Arthur instinctively protected his head with his arms and brought his knees up to his stomach, at the same time attempting to press himself backwards under the wheel arch of the lorry so that the first strikes by the Booths clanged off metal rather than thudded into his body. But then the pair doing the beating adjusted their aim and the blows began to count. With a loud, hysterical giggle, Adrian Elliff joined in with some wild and mostly ineffective kicks at Exley’s legs.
Then, above the grunting and the yelps of pain, a new voice rang out inside the hangar. ‘Leave him alone, you big bullies!’
And Roderick Braithwaite, covered from head-to-toe in coal dust, rolled and then fell over the side gate and out of the back of the lorry.

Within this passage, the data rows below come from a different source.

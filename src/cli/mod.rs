//! CLI module for xue - command-line interface and subcommands.
//!
//! Provides the main entry point with subcommands for practice sessions,
//! library inspection and settings.

pub mod commands;

pub use commands::Cli;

Campion saw the motorbikes outside the hangar-like shed and immediately changed direction across the yard so that he could approach it from an angle out of sight of whoever was inside. When he reached the shed, he pressed his shoulders against the corrugated-iron frame and edged sideways towards the open sliding door.

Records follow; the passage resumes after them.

//! Session-level types: modes, phases, engine states.

use std::fmt;
use std::str::FromStr;

use serde::{Deserialize, Serialize};

/// How a practice session orders and times its phases
#[derive(Debug, Clone, Copy, PartialEq, Eq, Default, Serialize, Deserialize)]
#[serde(rename_all = "snake_case")]
pub enum SessionMode {
    /// Instruction clip first, then native
    #[default]
    Normal,
    /// Native clip first, then instruction
    ChineseFirst,
    /// Fixed phase-one hold from `instruction_delay`
    Pinyin,
    /// Normal ordering over flagged items only
    Focused,
}

impl SessionMode {
    pub fn as_str(&self) -> &'static str {
        match self {
            Self::Normal => "normal",
            Self::ChineseFirst => "chinese_first",
            Self::Pinyin => "pinyin",
            Self::Focused => "focused",
        }
    }

    /// Whether the native clip leads
    pub fn native_first(&self) -> bool {
        matches!(self, Self::ChineseFirst)
    }

    /// Direction label shown to the learner
    pub fn direction_label(&self) -> &'static str {
        if self.native_first() {
            "native→english"
        } else {
            "english→native"
        }
    }
}

impl fmt::Display for SessionMode {
    fn fmt(&self, f: &mut fmt::Formatter<'_>) -> fmt::Result {
        f.write_str(self.as_str())
    }
}

impl FromStr for SessionMode {
    type Err = String;

    fn from_str(s: &str) -> Result<Self, Self::Err> {
        match s.to_lowercase().replace('-', "_").as_str() {
            "normal" => Ok(Self::Normal),
            "chinese_first" => Ok(Self::ChineseFirst),
            "pinyin" => Ok(Self::Pinyin),
            "focused" => Ok(Self::Focused),
            other => Err(format!("unknown session mode: {}", other)),
        }
    }
}

/// One half of the two-part play sequence
#[derive(Debug, Clone, Copy, PartialEq, Eq, Serialize, Deserialize)]
#[serde(rename_all = "lowercase")]
pub enum Phase {
    Learning,
    Reviewing,
}

impl Phase {
    pub fn as_str(&self) -> &'static str {
        match self {
            Self::Learning => "learning",
            Self::Reviewing => "reviewing",
        }
    }
}

impl fmt::Display for Phase {
    fn fmt(&self, f: &mut fmt::Formatter<'_>) -> fmt::Result {
        f.write_str(self.as_str())
    }
}

/// Which side of the card is active during a phase
#[derive(Debug, Clone, Copy, PartialEq, Eq, Serialize, Deserialize)]
#[serde(rename_all = "lowercase")]
pub enum LanguageLabel {
    English,
    Native,
}

impl fmt::Display for LanguageLabel {
    fn fmt(&self, f: &mut fmt::Formatter<'_>) -> fmt::Result {
        match self {
            Self::English => f.write_str("english"),
            Self::Native => f.write_str("native"),
        }
    }
}

/// Playback engine state.
///
/// `Paused` is orthogonal and tracked separately by the command flags.
#[derive(Debug, Clone, Copy, PartialEq, Eq, Serialize, Deserialize)]
#[serde(rename_all = "snake_case")]
#[repr(u8)]
pub enum EngineState {
    Idle = 0,
    PickingNext = 1,
    PhaseOne = 2,
    HoldOne = 3,
    PhaseTwo = 4,
    HoldTwo = 5,
    Stopped = 6,
}

impl EngineState {
    pub fn is_terminal(&self) -> bool {
        matches!(self, Self::Stopped)
    }

    pub(crate) fn from_u8(value: u8) -> Self {
        match value {
            0 => Self::Idle,
            1 => Self::PickingNext,
            2 => Self::PhaseOne,
            3 => Self::HoldOne,
            4 => Self::PhaseTwo,
            5 => Self::HoldTwo,
            _ => Self::Stopped,
        }
    }
}

/// How an item that reached write-back ended
#[derive(Debug, Clone, Copy, PartialEq, Eq, Serialize, Deserialize)]
#[serde(rename_all = "lowercase")]
pub enum ItemOutcome {
    Completed,
    Skipped,
    Stopped,
}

When he was level with the two bikes he could hear the unmistakeable sounds of violence coming from within and he inched closer to the edge of the door, straining without success to make sense of the babel of voices. He knew he had to risk a look inside so about-faced and inched towards the open door, his face pressed into the rusty troughs of the corrugated iron.
It took him several seconds for his brain to work out the choreography of the disturbing drama on a stage he was now, as it were, observing from the wings. Arthur Exley was on the ground in a foetal position being beaten by two figures in leather trousers and jackets wielding clubs of some sort. At first, Campion thought Arthur was trying to edge himself under the lorry parked there to protect himself from the blows raining down on him, but then Campion felt his heart in his throat as he realized that Arthur was crawling, or trying to crawl, not to safety but to help Roderick Braithwaite, who lay face down on the concrete three long yards away. Roderick was pinned by virtue of the thin, gangly youth kneeling on his back and repeatedly slapping him on the back of the head. Everyone – the hitters and the ones being hit – were howling in anger and pain.
Campion had to help; he knew that instantly, just as he knew he was old and slow and weak. He could not do much but he must try and whatever he did he had to do it quickly. He looked around frantically for a distraction or a weapon and found both.
The two BSA Bantam bikes were almost within ar
ms’ reach and, uncaring whether he was seen or not, Campion grabbed the crash helmet balanced on the seat of the nearest and placed it near the door. Then he turned back to the bike, twisted off the petrol cap on the top of the tank and gently pushed the machine back and forth on its stand until he heard the gratifying slosh of petrol.
Tearing at the buttons, he pulled open his donkey jacket and took his handkerchief from his trouser pocket, feeding it into the tank then extracting it halfway, draping it, soaked and stinking, along the tank. He fumbled his cigarette lighter from his blazer pocket, flicked it into life and touched the flame to the edge of the handkerchief.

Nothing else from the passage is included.